Return every line from the records below in which the word "usize" is found.
[[ GIVEN RECORDS, beginning ]]
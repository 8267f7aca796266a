//! Signal-fusion wayfinding core: turns noisy GPS fixes, compass
//! readings, and BLE beacon RSSI into stable "waypoint reached" and
//! "destination reached" decisions.
//!
//! The decision pipeline lives in [`session::NavigationSession`], a
//! pure synchronous aggregate that can be driven by live sensors, unit
//! tests, or the `replay` binary. [`service::NavService`] wraps it in a
//! tokio task that serializes the independent sensor streams and runs
//! the beacon timeout sweep.

pub mod config;
pub mod destination;
pub mod error;
pub mod geomath;
pub mod heading;
pub mod movement;
pub mod position_filter;
pub mod service;
pub mod session;
pub mod signal;
pub mod types;
pub mod waypoint;

pub use config::{MovementProfile, NavConfig};
pub use destination::DestinationEvaluator;
pub use error::{NavError, Result};
pub use movement::{MovementClassifier, MovementState};
pub use position_filter::{FixOutcome, FixRejectReason, PositionFilter};
pub use service::{NavCommand, NavService};
pub use session::{NavEvent, NavSnapshot, NavigationSession, SessionStats};
pub use signal::{SignalReadout, SignalSmoother};
pub use types::{BeaconAdvert, FilteredPosition, GeoFix, HeadingSample, LatLon, Route, Waypoint};
pub use waypoint::{WaypointProgress, WaypointStatus};
// waypoint.rs - per-waypoint reached state machine and route aggregate.
//
// Reached is a one-way latch: re-evaluation of a reached waypoint is a
// no-op, weak signal never un-reaches it, and only a full reset clears
// it. The transition itself is gated by a dynamic threshold, a stable
// sample streak, a cooldown, and a vehicular speed bound.

use std::collections::HashSet;

use serde::{Deserialize, Serialize};

use crate::config::NavConfig;
use crate::error::{NavError, Result};
use crate::movement::MovementState;
use crate::signal::{SignalReadout, SignalSmoother};
use crate::types::{Route, Waypoint};

/// Per-waypoint view for the UI layer, ordered by ordinal. `progress`
/// is 1.0 once reached, a signal-derived fraction for the next
/// unreached waypoint, and 0.0 for everything farther down the route.
#[derive(Clone, Debug, PartialEq, Serialize, Deserialize)]
pub struct WaypointStatus {
    pub id: String,
    pub label: String,
    pub ordinal: u32,
    pub reached: bool,
    pub smoothed_rssi_dbm: f64,
    pub quality: f64,
    pub detections: u32,
    pub progress: f64,
}

/// Structural checks applied once at session start. Ordinals must be
/// 1-based and strictly increasing, ids unique, destination coordinates
/// finite and in range.
pub fn validate_route(route: &Route) -> Result<()> {
    if route.waypoints.is_empty() {
        return Err(NavError::EmptyRoute);
    }
    let mut seen = HashSet::new();
    let mut prev_ordinal = 0u32;
    for waypoint in &route.waypoints {
        if waypoint.ordinal == 0 {
            return Err(NavError::BadOrdinal {
                id: waypoint.id.clone(),
                ordinal: waypoint.ordinal,
            });
        }
        if waypoint.ordinal <= prev_ordinal {
            return Err(NavError::OrdinalOutOfOrder {
                id: waypoint.id.clone(),
                ordinal: waypoint.ordinal,
            });
        }
        prev_ordinal = waypoint.ordinal;
        if !seen.insert(waypoint.id.as_str()) {
            return Err(NavError::DuplicateWaypoint(waypoint.id.clone()));
        }
    }
    let destination = route.destination;
    if !destination.latitude.is_finite()
        || !destination.longitude.is_finite()
        || destination.latitude.abs() > 90.0
        || destination.longitude.abs() > 180.0
    {
        return Err(NavError::InvalidDestination {
            latitude: destination.latitude,
            longitude: destination.longitude,
        });
    }
    Ok(())
}

#[derive(Debug)]
struct WaypointTracker {
    waypoint: Waypoint,
    reached: bool,
    stable_count: u32,
    last_reached_at: f64,
}

impl WaypointTracker {
    fn new(waypoint: Waypoint) -> Self {
        Self {
            waypoint,
            reached: false,
            stable_count: 0,
            last_reached_at: f64::NEG_INFINITY,
        }
    }

    /// Clears the qualifying streak but keeps the reached latch and the
    /// cooldown clock.
    fn rearm(&mut self) {
        self.stable_count = 0;
    }
}

#[derive(Debug)]
pub struct WaypointProgress {
    trackers: Vec<WaypointTracker>,
    completion_announced: bool,
}

impl WaypointProgress {
    /// Expects a route that already passed `validate_route`.
    pub fn new(route: &Route) -> Self {
        Self {
            trackers: route
                .waypoints
                .iter()
                .cloned()
                .map(WaypointTracker::new)
                .collect(),
            completion_announced: false,
        }
    }

    /// Runs one smoother update through the state machine. Returns the
    /// waypoint on the NotReached to Reached transition, None otherwise.
    pub fn evaluate(
        &mut self,
        waypoint_id: &str,
        readout: &SignalReadout,
        movement: MovementState,
        speed_mps: f64,
        now: f64,
        config: &NavConfig,
    ) -> Option<Waypoint> {
        let tracker = self.trackers.iter_mut().find(|t| t.waypoint.id == waypoint_id)?;
        if tracker.reached {
            // One-way latch: nothing to decide anymore.
            return None;
        }
        let threshold = dynamic_threshold(movement, readout.quality, config);
        let required = required_stable_samples(movement, readout.quality, config);
        if readout.smoothed_dbm >= threshold {
            tracker.stable_count += 1;
        } else {
            tracker.stable_count = 0;
            return None;
        }
        if tracker.stable_count < required {
            return None;
        }
        if now - tracker.last_reached_at < config.reached_cooldown_secs {
            // Debounce against duplicate notifications, not a reversal.
            return None;
        }
        if speed_mps > config.max_arrival_speed_mps {
            // Vehicular speed never counts as arriving on foot. The
            // streak survives so stopping right after triggers promptly.
            return None;
        }
        tracker.reached = true;
        tracker.last_reached_at = now;
        Some(tracker.waypoint.clone())
    }

    pub fn completed_count(&self) -> usize {
        self.trackers.iter().filter(|t| t.reached).count()
    }

    pub fn waypoint_count(&self) -> usize {
        self.trackers.len()
    }

    pub fn is_complete(&self) -> bool {
        self.trackers.iter().all(|t| t.reached)
    }

    /// Some(waypoint count) exactly once, on the evaluation pass that
    /// completed the route.
    pub fn take_completion_event(&mut self) -> Option<usize> {
        if self.completion_announced || !self.is_complete() {
            return None;
        }
        self.completion_announced = true;
        Some(self.trackers.len())
    }

    pub fn next_unreached(&self) -> Option<&Waypoint> {
        self.trackers.iter().find(|t| !t.reached).map(|t| &t.waypoint)
    }

    /// Companion to a BLE scan restart: qualifying streaks start over,
    /// reached latches stay.
    pub fn rearm_signal_state(&mut self) {
        for tracker in &mut self.trackers {
            tracker.rearm();
        }
    }

    pub fn reset(&mut self) {
        for tracker in &mut self.trackers {
            tracker.reached = false;
            tracker.stable_count = 0;
            tracker.last_reached_at = f64::NEG_INFINITY;
        }
        self.completion_announced = false;
    }

    pub fn statuses(
        &self,
        smoother: &SignalSmoother,
        movement: MovementState,
        config: &NavConfig,
    ) -> Vec<WaypointStatus> {
        let next_unreached = self.trackers.iter().position(|t| !t.reached);
        self.trackers
            .iter()
            .enumerate()
            .map(|(i, tracker)| {
                let readout = smoother.readout(&tracker.waypoint.id);
                let smoothed = readout.map_or(config.no_signal_floor_dbm, |r| r.smoothed_dbm);
                let quality = readout.map_or(0.0, |r| r.quality);
                let detections = readout.map_or(0, |r| r.detections);
                let progress = if tracker.reached {
                    1.0
                } else if Some(i) == next_unreached {
                    progress_fraction(smoothed, movement, config)
                } else {
                    0.0
                };
                WaypointStatus {
                    id: tracker.waypoint.id.clone(),
                    label: tracker.waypoint.label.clone(),
                    ordinal: tracker.waypoint.ordinal,
                    reached: tracker.reached,
                    smoothed_rssi_dbm: smoothed,
                    quality,
                    detections,
                    progress,
                }
            })
            .collect()
    }
}

/// Base threshold for the movement state, loosened as quality drops so
/// a noisy but genuinely close beacon still qualifies.
fn dynamic_threshold(movement: MovementState, quality: f64, config: &NavConfig) -> f64 {
    let base = config.profile(movement).rssi_threshold_dbm;
    if quality >= config.quality_high {
        base
    } else if quality >= config.quality_low {
        base - config.quality_mid_relax_db
    } else {
        base - config.quality_low_relax_db
    }
}

/// Consecutive qualifying updates needed before the latch flips. Only
/// Stationary adjusts with quality; faster states already run short
/// requirements so a beacon passed at speed still registers.
fn required_stable_samples(movement: MovementState, quality: f64, config: &NavConfig) -> u32 {
    let base = config.profile(movement).required_stable_samples;
    if movement != MovementState::Stationary {
        return base;
    }
    if quality >= config.quality_high {
        base.saturating_sub(1).max(2)
    } else if quality < config.quality_low {
        base + 1
    } else {
        base
    }
}

/// Smoothed RSSI normalized between the profile's progress floor and
/// its base threshold, clamped to [0, 1]. The base threshold keeps the
/// fraction steady across quality band changes.
fn progress_fraction(smoothed_dbm: f64, movement: MovementState, config: &NavConfig) -> f64 {
    let profile = config.profile(movement);
    let span = profile.rssi_threshold_dbm - profile.progress_floor_dbm;
    ((smoothed_dbm - profile.progress_floor_dbm) / span).clamp(0.0, 1.0)
}
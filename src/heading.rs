// heading.rs - directional guidance, stateless per call.
//
// "Heading unavailable" is None all the way through and is a different
// answer than a valid 0.0 (destination dead ahead). Callers must not
// collapse the two.

use crate::geomath;
use crate::types::{FilteredPosition, LatLon};

/// Initial great-circle bearing from the current position to the
/// destination, degrees in [0, 360).
pub fn bearing_to_destination(position: &FilteredPosition, destination: LatLon) -> f64 {
    geomath::initial_bearing_deg(
        position.latitude,
        position.longitude,
        destination.latitude,
        destination.longitude,
    )
}

/// Bearing expressed relative to the device heading: 0 is dead ahead,
/// 90 is to the right.
pub fn relative_bearing(bearing_deg: f64, heading_deg: f64) -> f64 {
    geomath::wrap_360(bearing_deg - heading_deg)
}

/// Relative bearing to the destination, or None while position or
/// compass heading is unknown.
pub fn guidance(
    position: Option<&FilteredPosition>,
    heading_deg: Option<f64>,
    destination: LatLon,
) -> Option<f64> {
    let position = position?;
    let heading = heading_deg?;
    Some(relative_bearing(bearing_to_destination(position, destination), heading))
}
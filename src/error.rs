use thiserror::Error;

/// Errors surfaced by session start and the service control surface.
/// Everything after start is silent gating, not errors.
#[derive(Error, Debug, Clone)]
pub enum NavError {
    #[error("Route has no waypoints")]
    EmptyRoute,

    #[error("Waypoint {id}: ordinal {ordinal} must be 1 or greater")]
    BadOrdinal { id: String, ordinal: u32 },

    #[error("Waypoint {id}: ordinal {ordinal} is not strictly increasing")]
    OrdinalOutOfOrder { id: String, ordinal: u32 },

    #[error("Duplicate waypoint id: {0}")]
    DuplicateWaypoint(String),

    #[error("Destination coordinates invalid: lat={latitude}, lon={longitude}")]
    InvalidDestination { latitude: f64, longitude: f64 },

    #[error("Invalid configuration: {0}")]
    InvalidConfig(String),

    #[error("Session channel closed")]
    ChannelClosed,
}

pub type Result<T> = std::result::Result<T, NavError>;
[[ GIVEN RECORDS, end ]]
▶ _RESULT FOR THIS EXERCISE_:
    pub fn completed_count(&self) -> usize {
    pub fn waypoint_count(&self) -> usize {
    pub fn take_completion_event(&mut self) -> Option<usize> {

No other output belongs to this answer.